Below is Part 2 of our 6-part article.
Ominous Warnings and Dire Predictions of World's Financial Experts - Part
by Dudley Baker and Lorimer Wilson
Widening Global Imbalances
Rodrigo de Rato, Managing Director of the International Monetary Fund at a recent speech at the University of California at Berkeley, stated that "while global current account imbalances have been widening, the fact that they have been financed easily thus far seems to be inducing a sense of complacency among policy makers. I think they should be more concerned. This is not to say that the risk of a disorderly adjustment is imminent, but the problem is growing, and if a disorderly adjustment does take place, it will be very costly and disruptive to the world economy.
The most visible aspect of the global imbalances problem is a very large deficit in the current account of the balance of payments of the United States - amounting to about 6.25% of GDP. The main problem is that in the United States savings are too low. These global imbalances could unwind quickly, and in a very disruptive way, with either an abrupt fall in the rate of consumption growth (i.e. increased savings) in the United States which is holding up the world economy or by investors abroad becoming unwilling to hold increasing amounts of U.S. financial asset, and demand higher interest rates and a depreciation of the U.S. dollar, which in turn forces U.S. domestic demand to contract."

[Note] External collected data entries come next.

// Copyright 2025 the Trellis Authors
// SPDX-License-Identifier: Apache-2.0 OR MIT

//! Trellis Focus: roving-focus navigation primitives.
//!
//! Composite widgets such as radio groups and accordions keep a single tab stop and
//! move focus between their items with the arrow keys. This crate models that
//! navigation as a combination of:
//! - **Navigation intents** ([`Navigation`]) such as [`Navigation::Next`] or
//!   [`Navigation::Last`], mapped from keys with [`Orientation::navigation_for`].
//! - **Candidates** ([`FocusEntry`] / [`FocusSpace`]) describing the items of the
//!   group in registration order, their enabled state and an optional explicit order.
//! - Pluggable **policies** ([`FocusPolicy`]) that select the next item given an
//!   origin, an intent, and a read-only view of the candidates.
//!
//! ## Minimal example
//!
//! Three radio buttons, the middle one disabled:
//!
//! ```rust
//! use trellis_event_state::event::Key;
//! use trellis_focus::{
//!     FocusEntry, FocusPolicy, FocusSpace, LinearPolicy, Navigation, Orientation, WrapMode,
//! };
//!
//! let entries = vec![
//!     FocusEntry::new("a"),
//!     FocusEntry { enabled: false, ..FocusEntry::new("b") },
//!     FocusEntry::new("c"),
//! ];
//! let space = FocusSpace { nodes: &entries };
//! let policy = LinearPolicy { wrap: WrapMode::Wrap };
//!
//! let nav = Orientation::Vertical.navigation_for(Key::ArrowDown).unwrap();
//! assert_eq!(nav, Navigation::Next);
//!
//! // Down from "a" skips the disabled "b"...
//! assert_eq!(policy.next(Some(&"a"), nav, &space), Some("c"));
//! // ...and wraps back around.
//! assert_eq!(policy.next(Some(&"c"), nav, &space), Some("a"));
//! ```
//!
//! The types are generic over the item identifier `K`; Trellis uses item values
//! (`String`), but any cloneable, comparable handle works.
//!
//! This crate is `no_std` and uses `alloc`.

#![no_std]

extern crate alloc;

use alloc::vec::Vec;
use core::cmp::Ordering;

use trellis_event_state::event::Key;

/// Direction of focus navigation within a group.
#[derive(Copy, Clone, Debug, PartialEq, Eq, Hash)]
pub enum Navigation {
    /// Move to the next candidate (for example, ArrowDown in a vertical list).
    Next,
    /// Move to the previous candidate.
    Prev,
    /// Move to the first candidate (Home).
    First,
    /// Move to the last candidate (End).
    Last,
}

/// Layout axis of a group, which decides the arrow keys it responds to.
#[derive(Copy, Clone, Debug, Default, PartialEq, Eq, Hash)]
pub enum Orientation {
    /// Items flow left to right; Left/Right arrows navigate.
    Horizontal,
    /// Items flow top to bottom; Up/Down arrows navigate.
    #[default]
    Vertical,
    /// Both arrow pairs navigate (native radio groups behave this way).
    Both,
}

impl Orientation {
    /// The navigation intent `key` expresses in a group with this orientation.
    pub fn navigation_for(self, key: Key) -> Option<Navigation> {
        let horizontal = matches!(self, Self::Horizontal | Self::Both);
        let vertical = matches!(self, Self::Vertical | Self::Both);
        match key {
            Key::ArrowDown if vertical => Some(Navigation::Next),
            Key::ArrowUp if vertical => Some(Navigation::Prev),
            Key::ArrowRight if horizontal => Some(Navigation::Next),
            Key::ArrowLeft if horizontal => Some(Navigation::Prev),
            Key::Home => Some(Navigation::First),
            Key::End => Some(Navigation::Last),
            _ => None,
        }
    }

    /// The ARIA `aria-orientation` token, if the orientation has one.
    pub fn aria_value(self) -> Option<&'static str> {
        match self {
            Self::Horizontal => Some("horizontal"),
            Self::Vertical => Some("vertical"),
            Self::Both => None,
        }
    }
}

/// A single focusable candidate within a [`FocusSpace`].
#[derive(Clone, Debug, PartialEq, Eq)]
pub struct FocusEntry<K> {
    /// Identifier for this item.
    pub id: K,
    /// Optional explicit ordering key.
    ///
    /// Entries with an order come first, sorted by it; the rest keep their
    /// position in the space.
    pub order: Option<i32>,
    /// Whether this item can receive focus.
    ///
    /// Disabled items are skipped during traversal.
    pub enabled: bool,
}

impl<K> FocusEntry<K> {
    /// An enabled entry with no explicit order.
    pub fn new(id: K) -> Self {
        Self {
            id,
            order: None,
            enabled: true,
        }
    }
}

/// A read-only view of focusable candidates, in registration order.
///
/// Policies should treat it as an immutable snapshot.
#[derive(Clone, Debug)]
pub struct FocusSpace<'a, K> {
    /// Focusable candidates of the group.
    pub nodes: &'a [FocusEntry<K>],
}

/// Wrap mode configuration for focus traversal.
#[derive(Copy, Clone, Debug, Default, PartialEq, Eq, Hash)]
pub enum WrapMode {
    /// Do not wrap; reaching the end of the sequence yields no next candidate.
    Never,
    /// Wrap around to the other end of the group.
    #[default]
    Wrap,
}

/// Trait for focus traversal policies.
///
/// A policy receives a navigation intent, the current origin (if any item has focus),
/// and a read-only view of candidates, and returns the item to focus next, if any.
pub trait FocusPolicy<K>
where
    K: Clone + Eq,
{
    /// Compute the next focus target given an origin, navigation intent, and focus space.
    fn next(&self, origin: Option<&K>, direction: Navigation, space: &FocusSpace<'_, K>)
    -> Option<K>;
}

/// Linear traversal in explicit order, then registration order.
#[derive(Copy, Clone, Debug, Default)]
pub struct LinearPolicy {
    /// Wrap behavior at the ends of the group.
    pub wrap: WrapMode,
}

impl<K> FocusPolicy<K> for LinearPolicy
where
    K: Clone + Eq,
{
    fn next(
        &self,
        origin: Option<&K>,
        direction: Navigation,
        space: &FocusSpace<'_, K>,
    ) -> Option<K> {
        let nodes = space.nodes;

        // Collect enabled candidates and sort them by explicit order. The sort is
        // stable, so unordered entries keep registration order.
        let mut indices: Vec<usize> = nodes
            .iter()
            .enumerate()
            .filter_map(|(i, e)| e.enabled.then_some(i))
            .collect();
        if indices.is_empty() {
            return None;
        }
        indices.sort_by(|&ia, &ib| compare_order(&nodes[ia], &nodes[ib]));

        let first = indices[0];
        let last = indices[indices.len() - 1];
        let wraps = self.wrap == WrapMode::Wrap;

        // Locate the origin within the sorted candidates, if present.
        let origin_pos = origin.and_then(|o| indices.iter().position(|&i| nodes[i].id == *o));

        let picked = match direction {
            Navigation::First => Some(first),
            Navigation::Last => Some(last),
            Navigation::Next => match origin_pos {
                Some(pos) if pos + 1 < indices.len() => Some(indices[pos + 1]),
                Some(_) => wraps.then_some(first),
                None => Some(first),
            },
            Navigation::Prev => match origin_pos {
                Some(pos) if pos > 0 => Some(indices[pos - 1]),
                Some(_) => wraps.then_some(last),
                None => Some(last),
            },
        };
        picked.map(|i| nodes[i].id.clone())
    }
}

fn compare_order<K>(a: &FocusEntry<K>, b: &FocusEntry<K>) -> Ordering {
    match (a.order, b.order) {
        (Some(ao), Some(bo)) => ao.cmp(&bo),
        (Some(_), None) => Ordering::Less,
        (None, Some(_)) => Ordering::Greater,
        (None, None) => Ordering::Equal,
    }
}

Timothy Adams, Undersecretary of Treasury for International Affairs, stated recently that "the world economy is dangerously imbalanced and the U.S. current account deficit is now at levels that many experts fear could trigger a run on the dollar, soaring interest rates, and global economic pain."
Robert E. Rubin, director of Citigroup Inc. and former Secretary of the Treasury; Peter Orszag, Senior Fellow at Brookings Institution; and Allen Sinai, Chief Global Economist at Decision Economics Inc., made a presentation to a joint session of the American Economic Foundation and the North American Economics and Finance Association recently.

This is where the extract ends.